L’insonnia della ragione genera mostri

Un meme che usa come template la nota striscia con il cervello che parla alla ragazza che tenta di dormire. Nella prima vignetta il cervello, rosa, con occhi spalancati, guardando verso il basso e fluttuando in uno spazio di un rosa più chiaro, dice: "Il sonno della ragione genera mostri."; nella seconda la ragazza, a letto, sotto le coperte, nella penombra, con gli occhi chiusi, un po' scocciata risponde: "Anche la sua insonnia."; nella terza, graficamente identica alla prima tranne per l'espressione del cervello, ora un po' sconvolta, dice: "Come faccio, sbaglio: addio."; la quarta è graficamente identica alla seconda, tranne per il fatto che ora anche la ragazza ha gli occhi spalancati in un'espressione un po' sconvolta.

Sempre alla ricerca della ragione, della spiegazione, della razionalità, ci ritroviamo inevitabilmente ad avere a che fare con tutto ciò che non possiamo controllare, che è emozione, viscere e vita

«Finalmente ho capito!»: quante volte abbiamo esclamato frasi simili. Lyu Tang, nel suo libro L’importanza di capire, rende con parole sicure e chiare la sensazione di essere attirati su un terreno sicuro e protetto tutte le volte che la ragione trionfa, tutte le volte che, in qualche misura, sentiamo di aver messo in sicurezza un angolo della mente nel quale albergava una domanda che non aveva ancora ricevuto una risposta.
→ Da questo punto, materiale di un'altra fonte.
//! Error taxonomy surfaced by frame sources and recorders.
//!
//! Backends and plumbing use `anyhow` internally; failures are mapped into
//! these types at the `Camera` / `Recorder` boundary so callers can match on
//! the condition instead of parsing messages.

use std::path::PathBuf;
use std::time::Duration;

use thiserror::Error;

/// Failures of a frame source.
#[derive(Debug, Error)]
pub enum SourceError {
    /// The backend could not be opened (bad device index, unreachable address).
    /// The camera stays uninitialized.
    #[error("source {name} unavailable: {reason}")]
    Unavailable { name: String, reason: String },

    /// A push subscriber waited longer than its bound for a frame.
    /// The source remains usable.
    #[error("timeout after {timeout:?} while reading from subscriber {address}")]
    Timeout { address: String, timeout: Duration },

    /// The isolated decoder process died or stopped answering.
    #[error("stream worker for {address} is not responding: {reason}")]
    Hung { address: String, reason: String },

    #[error("source {0} is not initialized")]
    NotInitialized(String),

    #[error("source {0} has been closed")]
    Closed(String),

    /// The backend produced an error while reading or decoding a frame.
    #[error("failed to acquire frame from {name}: {reason}")]
    Acquire { name: String, reason: String },
}

impl SourceError {
    pub(crate) fn unavailable(name: &str, err: &anyhow::Error) -> Self {
        Self::Unavailable {
            name: name.to_string(),
            reason: format!("{:#}", err),
        }
    }

    pub(crate) fn acquire(name: &str, err: &anyhow::Error) -> Self {
        Self::Acquire {
            name: name.to_string(),
            reason: format!("{:#}", err),
        }
    }

    /// Whether the acquisition loop should keep going after this error.
    pub fn is_transient(&self) -> bool {
        matches!(
            self,
            Self::Timeout { .. } | Self::Hung { .. } | Self::Acquire { .. }
        )
    }
}

/// Failures of a recording session.
#[derive(Debug, Error)]
pub enum RecordError {
    #[error("recording io error on {path}: {source}")]
    Io {
        path: PathBuf,
        #[source]
        source: std::io::Error,
    },

    #[error("failed to encode frame: {0}")]
    Encode(#[from] image::ImageError),

    /// The recorder's dimensions are fixed by its first frame.
    #[error("frame is {actual_width}x{actual_height}, recording is locked to {width}x{height}")]
    DimensionMismatch {
        width: u32,
        height: u32,
        actual_width: u32,
        actual_height: u32,
    },

    /// The muxing pipeline failed to start, accept a frame or finalize.
    #[error("recording pipeline error: {0}")]
    Pipeline(String),

    #[error("recorder has already been released")]
    Released,
}

impl RecordError {
    pub(crate) fn io(path: impl Into<PathBuf>, source: std::io::Error) -> Self {
        Self::Io {
            path: path.into(),
            source,
        }
    }
}
use std::path::Path;

use anyhow::Result;
use tempfile::tempdir;

use courtcam::record::avi::probe;
use courtcam::record::AppendOutcome;
use courtcam::{
    BackendKind, Camera, CameraConfig, FrameSource, Labels, RecordingSettings, RuntimeSettings,
};

fn device_camera(name: &str, video_dir: &Path, descriptor: &str) -> Result<Camera> {
    let runtime = RuntimeSettings {
        recording: RecordingSettings {
            video_dir: video_dir.to_path_buf(),
            ..RecordingSettings::default()
        },
        ..RuntimeSettings::default()
    };
    let config = CameraConfig::new(name, BackendKind::LocalDevice, descriptor);
    Camera::from_config(&config, &runtime)
}

#[test]
fn recorded_session_matches_acquired_frames() -> Result<()> {
    let dir = tempdir()?;
    let mut camera = device_camera("Court 1", dir.path(), "stub://court?width=600&height=400")?;
    camera.initialize()?;
    camera.set_labels(Labels::new("Red", "Blue"));

    camera.start_recording();
    assert!(camera.is_recording());
    for _ in 0..2 {
        let frame = camera.acquire()?;
        assert_eq!(camera.record(&frame), AppendOutcome::Recorded);
    }

    let saved = camera.stop_recording().expect("session saved");
    assert!(!camera.is_recording());
    assert!(camera.stop_recording().is_none());

    let file_name = saved
        .file_name()
        .and_then(|n| n.to_str())
        .expect("utf-8 file name");
    assert!(file_name.starts_with("Court1_Red-vs-Blue_"), "{}", file_name);
    assert!(file_name.ends_with(".avi"));

    let info = probe(&saved)?;
    assert_eq!((info.width, info.height), (600, 400));
    assert_eq!(info.frame_count, 2);
    assert_eq!(info.codec, "image/jpeg");
    assert!((info.fps - 18.0).abs() < 1e-6);

    // not recording: frames are ignored
    let frame = camera.acquire()?;
    assert_eq!(camera.record(&frame), AppendOutcome::Idle);
    assert_eq!(camera.stats().frames_recorded, 2);
    Ok(())
}

#[test]
fn close_finalizes_recording_and_resets_labels() -> Result<()> {
    let dir = tempdir()?;
    let mut camera = device_camera("side", dir.path(), "stub://side?width=64&height=48")?;
    camera.initialize()?;
    camera.set_labels(Labels::new("Lions", "Tigers"));
    let handle = camera.handle();

    camera.start_recording();
    let frame = camera.acquire()?;
    camera.record(&frame);

    camera.close();
    camera.close();
    assert!(!camera.is_recording());
    assert_eq!(handle.labels(), Labels::default());

    let saved = handle
        .last_saved_recording()
        .expect("close saves the running session");
    assert_eq!(probe(&saved)?.frame_count, 1);
    Ok(())
}

#[test]
fn recording_without_frames_writes_nothing() -> Result<()> {
    let dir = tempdir()?;
    let mut camera = device_camera("empty", dir.path(), "stub://empty?width=32&height=32")?;
    camera.initialize()?;

    camera.start_recording();
    assert!(camera.stop_recording().is_none());
    assert_eq!(std::fs::read_dir(dir.path())?.count(), 0);
    camera.close();
    Ok(())
}

#[test]
fn each_session_gets_its_own_file() -> Result<()> {
    let dir = tempdir()?;
    let mut camera = device_camera("multi", dir.path(), "stub://multi?width=32&height=24")?;
    camera.initialize()?;

    camera.set_labels(Labels::new("A", "B"));
    camera.start_recording();
    let frame = camera.acquire()?;
    camera.record(&frame);
    let first = camera.stop_recording().expect("first session");

    camera.set_labels(Labels::new("C", "D"));
    camera.start_recording();
    for _ in 0..3 {
        let frame = camera.acquire()?;
        camera.record(&frame);
    }
    let second = camera.stop_recording().expect("second session");

    assert_ne!(first, second);
    assert_eq!(probe(&first)?.frame_count, 1);
    assert_eq!(probe(&second)?.frame_count, 3);
    assert_eq!(camera.handle().last_saved_recording(), Some(second));
    Ok(())
}

#[test]
fn repeated_sessions_with_unchanged_labels_never_overwrite() -> Result<()> {
    let dir = tempdir()?;
    let mut camera = device_camera("rapid", dir.path(), "stub://rapid?width=32&height=24")?;
    camera.initialize()?;
    camera.set_labels(Labels::new("Home", "Away"));

    let mut saved = Vec::new();
    for frames in [4, 2, 1] {
        camera.start_recording();
        for _ in 0..frames {
            let frame = camera.acquire()?;
            camera.record(&frame);
        }
        saved.push(camera.stop_recording().expect("session saved"));
    }

    let counts = saved
        .iter()
        .map(|path| probe(path).map(|info| info.frame_count))
        .collect::<Result<Vec<_>>>()?;
    assert_eq!(counts, vec![4, 2, 1]);
    assert_eq!(std::fs::read_dir(dir.path())?.count(), 3);
    Ok(())
}
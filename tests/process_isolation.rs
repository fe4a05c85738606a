use std::path::PathBuf;
use std::time::{Duration, Instant};

use anyhow::Result;
use tempfile::tempdir;

use courtcam::ingest::stream::{ProcessIsolatedStreamSource, StreamConfig};
use courtcam::record::avi::probe;
use courtcam::{
    AcquisitionLoop, BackendKind, Camera, CameraConfig, FrameSource, RecordingSettings,
    RuntimeSettings, SourceError, StreamSettings,
};

fn worker_program() -> PathBuf {
    PathBuf::from(env!("CARGO_BIN_EXE_courtcam_worker"))
}

fn runtime(reply_timeout: Option<Duration>, max_restarts: u32) -> RuntimeSettings {
    RuntimeSettings {
        stream: StreamSettings {
            reply_timeout,
            max_restarts,
            worker_program: Some(worker_program()),
            ..StreamSettings::default()
        },
        ..RuntimeSettings::default()
    }
}

fn stream_camera(url: &str, runtime: &RuntimeSettings) -> Result<Camera> {
    let config = CameraConfig::new("rtsp-cam", BackendKind::ProcessIsolatedStream, url);
    Camera::from_config(&config, runtime)
}

#[test]
fn isolated_stream_frames_are_normalized() -> Result<()> {
    let mut camera = stream_camera(
        "stub://rtsp?width=1280&height=720&fps=200",
        &runtime(None, 3),
    )?;
    camera.initialize()?;
    for _ in 0..3 {
        let frame = camera.acquire()?;
        assert_eq!(frame.dimensions(), (600, 337));
    }
    camera.close();
    camera.close();
    assert!(!camera.is_initialized());
    Ok(())
}

#[test]
fn crashed_worker_is_reported_then_restarted() -> Result<()> {
    let mut camera = stream_camera(
        "stub://rtsp?width=64&height=48&fps=200&crash_after=2",
        &runtime(None, 3),
    )?;
    camera.initialize()?;
    camera.acquire()?;

    match camera.acquire() {
        Err(SourceError::Hung { .. }) => {}
        other => panic!("expected hung worker, got {:?}", other.map(|f| f.seq)),
    }
    assert!(camera.acquire().is_ok());
    assert_eq!(camera.stats().worker_restarts, 1);
    Ok(())
}

#[test]
fn stalled_worker_times_out_when_bounded() -> Result<()> {
    let mut camera = stream_camera(
        "stub://rtsp?width=32&height=32&fps=200&stall_after=1",
        &runtime(Some(Duration::from_millis(300)), 0),
    )?;
    camera.initialize()?;

    let started = Instant::now();
    assert!(matches!(camera.acquire(), Err(SourceError::Hung { .. })));
    assert!(started.elapsed() < Duration::from_secs(5));

    // restart budget of zero: the source stays down but keeps answering
    assert!(matches!(camera.acquire(), Err(SourceError::Hung { .. })));
    camera.close();
    Ok(())
}

#[test]
fn unopenable_stream_is_unavailable() -> Result<()> {
    let mut camera = stream_camera("stub://dead?fail_open=true", &runtime(None, 3))?;
    assert!(matches!(
        camera.initialize(),
        Err(SourceError::Unavailable { .. })
    ));
    assert!(!camera.is_initialized());
    camera.close();
    Ok(())
}

#[test]
fn close_ends_the_worker_process() -> Result<()> {
    let mut config = StreamConfig::new("stub://rtsp?width=16&height=16&fps=200");
    config.program = worker_program();
    let mut source = ProcessIsolatedStreamSource::new(config);
    source.open()?;
    let image = source.request_frame()?;
    assert_eq!(image.dimensions(), (16, 16));
    assert_eq!(source.frames_received(), 1);

    source.close();
    assert!(!source.is_running());
    source.close();
    Ok(())
}

fn crashing_source(restart_reset_after: u64) -> Result<ProcessIsolatedStreamSource> {
    let mut config = StreamConfig::new("stub://rtsp?width=16&height=16&fps=200&crash_after=2");
    config.program = worker_program();
    config.max_restarts = 1;
    config.restart_reset_after = restart_reset_after;
    let mut source = ProcessIsolatedStreamSource::new(config);
    source.open()?;
    Ok(source)
}

fn expect_hung(source: &mut ProcessIsolatedStreamSource) {
    match source.request_frame() {
        Err(SourceError::Hung { .. }) => {}
        other => panic!("expected hung worker, got {:?}", other.map(|i| i.dimensions())),
    }
}

#[test]
fn healthy_run_refills_restart_budget() -> Result<()> {
    let mut source = crashing_source(2)?;
    for _ in 0..3 {
        source.request_frame()?;
        source.request_frame()?;
        expect_hung(&mut source);
    }
    // every crash followed two good frames, so each restart was allowed
    source.request_frame()?;
    assert_eq!(source.restarts(), 3);
    assert_eq!(source.frames_received(), 7);
    source.close();
    Ok(())
}

#[test]
fn restart_budget_stays_spent_without_refill() -> Result<()> {
    let mut source = crashing_source(0)?;
    source.request_frame()?;
    source.request_frame()?;
    expect_hung(&mut source);

    source.request_frame()?;
    source.request_frame()?;
    expect_hung(&mut source);
    assert_eq!(source.restarts_remaining(), 0);

    expect_hung(&mut source);
    assert_eq!(source.restarts(), 1);
    source.close();
    Ok(())
}

#[test]
fn slow_decoder_does_not_hold_back_other_cameras() -> Result<()> {
    let dir = tempdir()?;

    let mut slow = stream_camera(
        "stub://slow?width=64&height=48&decode_delay_ms=1500",
        &runtime(None, 3),
    )?;
    slow.initialize()?;
    let slow_handle = slow.handle();

    let device_runtime = RuntimeSettings {
        recording: RecordingSettings {
            video_dir: dir.path().to_path_buf(),
            ..RecordingSettings::default()
        },
        ..RuntimeSettings::default()
    };
    let mut config = CameraConfig::new(
        "fast",
        BackendKind::LocalDevice,
        "stub://fast?width=160&height=120&fps=50",
    );
    config.width = 160;
    let mut fast = Camera::from_config(&config, &device_runtime)?;
    fast.initialize()?;
    fast.start_recording();
    let fast_handle = fast.handle();

    let slow_loop = AcquisitionLoop::spawn(slow)?;
    let fast_loop = AcquisitionLoop::spawn(fast)?;
    std::thread::sleep(Duration::from_millis(1200));

    let saved = fast_handle.stop_recording().expect("fast camera recorded");
    let fast_stats = fast_handle.stats();
    assert!(fast_stats.frames_recorded >= 10, "{:?}", fast_stats);
    assert!(slow_handle.stats().frames_acquired <= 2);

    let info = probe(&saved)?;
    assert_eq!(u64::from(info.frame_count), fast_stats.frames_recorded);
    assert_eq!((info.width, info.height), (160, 120));

    fast_loop.shutdown()?;
    slow_loop.shutdown()?;
    Ok(())
}
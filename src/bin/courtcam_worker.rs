//! courtcam_worker - isolated stream decoder
//!
//! Spawned by `ProcessIsolatedStreamSource`; not meant to be run by hand.
//! Reads single-byte requests on stdin and writes framed replies on stdout.
//! Logs go to stderr, which the parent inherits.
//!
//! Exit codes: 0 after a clean close, 1 on a protocol or pipe failure,
//! 2 when the stream could not be opened.

use anyhow::Result;
use clap::Parser;

use courtcam::ingest::stream::decoder::open_decoder;
use courtcam::ingest::stream::protocol::{write_reply, Reply};
use courtcam::ingest::stream::worker::run_worker;

#[derive(Parser, Debug)]
#[command(name = "courtcam_worker", about = "Decode one stream for a courtcam parent process")]
struct Args {
    /// Stream address (rtsp://, http(s):// MJPEG, or stub://)
    #[arg(long)]
    source: String,
}

fn main() -> Result<()> {
    env_logger::Builder::from_env(env_logger::Env::default().default_filter_or("info"))
        .target(env_logger::Target::Stderr)
        .init();
    let args = Args::parse();

    let decoder = match open_decoder(&args.source) {
        Ok(decoder) => decoder,
        Err(err) => {
            log::error!("StreamWorker: cannot open {}: {:#}", args.source, err);
            let mut stdout = std::io::stdout().lock();
            let _ = write_reply(&mut stdout, &Reply::Error(format!("{:#}", err)));
            std::process::exit(2);
        }
    };

    let stdout = std::io::stdout();
    let summary = run_worker(decoder, std::io::stdin(), stdout.lock())?;
    log::debug!("StreamWorker: {:?}", summary);
    Ok(())
}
Tutto il percorso di crescita, almeno in una prima parte della nostra vita, è una ricerca affannosa di spiegazioni, teorie, dimostrazioni razionali, che continuano a rendere sempre più sicuro il mondo in cui viviamo. Poi, un mattino, ci svegliamo con un cerchio alla testa, una strana inquietudine, e sentiamo che in realtà il mondo di prima, quello della razionalità, quello del “capire”, non è il solo mondo che abitiamo: che ce ne sono altri, veri di notte e falsi di giorno, come direbbe Faber, ma che assediano quello più sicuro che abbiamo faticosamente costruito.

Il procedere sicuro della ragione, il partire da presupposti per approdare a conseguenze, il sillogismo, il logos, tutte queste cose non danno conto di esperienze umane come l’amore, la vertigine dell’orgasmo, l’appetito di emozioni, la fame di relazioni e poi le paure, le angosce, la «caro autem infirma» di Cristo che si prepara alla croce.

Avendo l’onore di stare al fianco di persone che quotidianamente combattono con il mondo delle emozioni, condividendo fatiche, umori, sudori, allora mi sembra che davvero dopo aver messo in sicurezza il mondo con la ragione ci tocca espatriare per conquistare la pienezza che non può che essere la cittadinanza del mondo delle emozioni, un mondo senza regole, con un governo a maggioranze variabili, dove può succedere tutto in un attimo o nulla per secoli. Sto parlando non solo per le persone che cerco di aiutare, ma prima di tutto per me, per la comunità alla quale appartengo: amici vale la stessa regola, dopo aver messo in sicurezza la casa con teorie, costrutti, criteri diagnostici e quant’altro, non ci rimane che cercare di entrare nel mondo-della-vita (lebenswelt), mettere le mani nelle viscere, ascoltare invece di osservare, comprendere al posto di capire.

«Ci sono giorni che durano anni e anni che durano un giorno» (W. U. Lenin), e dunque che si viva con l’inquietudine, che non si rinunci alla continua battaglia del convivere con il mal di pancia e che la strada venga percorsa con la schiena dritta, lo sguardo sereno e indomito di chi accetta di “non avere l’arma che uccide il leone”.

A conti fatti, una vita fatta solo del primo mondo, di ascisse e ordinate, di conti che tornano sempre, di geometrie euclidee, sarebbe davvero inospitale, fredda ed esiziale. Se è vero, come ci dice Francisco Goya, che «il sonno della ragione genera mostri», possiamo sommessamente belare che anche «l’insonnia della ragione genera mostri».

Dunque, starà a noi decidere se sentirci sicuri o osare l’impossibile.